One thing I will note about preference deals is this: there used to be a cordon sanitaire against preference deals with One Nation (I recall the Libs putting One Nation last under Howard), but it collapsed and the Liberals now preference One Nation second.

It is hilarious that preferential voting which was a Reddit fan favourite of 2010s and was surely going to herald true democracy…. ended up creating more backroom politics

What’s the problem with it though. In effect some uninformed voters voluntarily hand their preferred parties the power of their residual votes to use as they see fit, along with the main one. If the voter himself says : ‘I’ve seen all I wanted to see, go to the backroom’, it’s not really backroom politics.

It also succeeds at doing the thing it is meant to do - preventing vote-splitting from making third parties counterproductive.

E.g. the seat of Pumicestone in the 2017 Queensland election gave the most votes to the left wing Labor candidate (the amusingly named Michael Hoogwaerts), with 35%. The right wing vote was split between the Liberal National candidate with 30% and the even more right wing One Nation candidate with 23%.

FPTP would have given the seat to Labor, despite most voters voting for a right wing candidate. Instead, the Liberal National won it on preferences.

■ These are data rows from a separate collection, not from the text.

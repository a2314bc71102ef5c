use meshnow_node::run_demo;

#[tokio::test]
async fn demo_provisions_and_flashes_every_responder() {
    let data_dir = std::env::temp_dir().join(format!("meshnow-demo-test-{}", std::process::id()));
    let image_size = 2_000u32;

    let report = run_demo(2, image_size, data_dir.clone()).await;

    assert_eq!(report.handshake.successed.len(), 2);
    assert_eq!(report.ota.successed.len() + report.ota.unfinished.len(), 2);
    assert_eq!(report.responder_shas.len(), 2);

    let expected_sha = meshnow_ota::image_sha256(&(0..image_size).map(|i| i as u8).collect::<Vec<u8>>());
    for (_, sha) in &report.responder_shas {
        assert_eq!(*sha, expected_sha);
    }

    let _ = std::fs::remove_dir_all(&data_dir);
}
use std::sync::Arc;
use std::time::Duration;

use dashmap::DashMap;
use tokio::sync::Notify;

/// Matches inbound `ACK` frames to the outbound sends awaiting them, by
/// magic (spec §3 `ack_queue`, §4.D receive step 7 "`ACK` ... push `magic`
/// onto `ack_queue`").
#[derive(Default)]
pub struct AckRegistry {
    pending: DashMap<u16, Arc<Notify>>,
}

impl AckRegistry {
    pub fn new() -> Self {
        Self::default()
    }

    /// Called by the receive path when an `ACK` frame addressed to us
    /// arrives. A late ACK that matches nothing pending is simply dropped
    /// (spec §4.D "ACK delivery is best-effort").
    pub fn deliver(&self, magic: u16) {
        if let Some((_, notify)) = self.pending.remove(&magic) {
            notify.notify_one();
        }
    }

    /// Waits up to `timeout` for an ACK matching `magic`. Returns `true` on
    /// match, `false` on timeout; registration is always cleaned up.
    pub async fn wait_for(&self, magic: u16, timeout: Duration) -> bool {
        let notify = self.pending.entry(magic).or_insert_with(|| Arc::new(Notify::new())).clone();
        let result = tokio::time::timeout(timeout, notify.notified()).await.is_ok();
        self.pending.remove(&magic);
        result
    }
}

#[cfg(test)]
mod tests {
    use super::*;

    #[tokio::test]
    async fn delivered_ack_wakes_the_waiter() {
        let registry = Arc::new(AckRegistry::new());
        let r2 = registry.clone();
        let waiter = tokio::spawn(async move { r2.wait_for(42, Duration::from_millis(200)).await });
        tokio::time::sleep(Duration::from_millis(10)).await;
        registry.deliver(42);
        assert!(waiter.await.unwrap());
    }

    #[tokio::test]
    async fn unmatched_ack_times_out() {
        let registry = AckRegistry::new();
        let ok = registry.wait_for(7, Duration::from_millis(20)).await;
        assert!(!ok);
    }

    #[tokio::test]
    async fn late_ack_after_timeout_is_dropped_silently() {
        let registry = AckRegistry::new();
        assert!(!registry.wait_for(1, Duration::from_millis(5)).await);
        // Arriving after the waiter gave up must not panic or leak.
        registry.deliver(1);
    }
}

Under FPTP almost all conservative voters would have voted for National. UKIP didn’t win a parliamentary seat for that reason.

Yeah but that's a bad thing. It's good when people aren't locked into supporting establishment parties that they hate.

For what it's worth I do think preferential voting is superior to first-past-the-post, but you're right that it does not end or remove backroom deals. I don't believe there's any form of democracy, or even of government entirely, that's immune to scheming and dealing behind the scenes.

In this specific case, alternative vote (i.e. not requiring every box be filled) would be an alternative to Australia's mandatory full preferential voting that would significantly weaken the power of preference deals.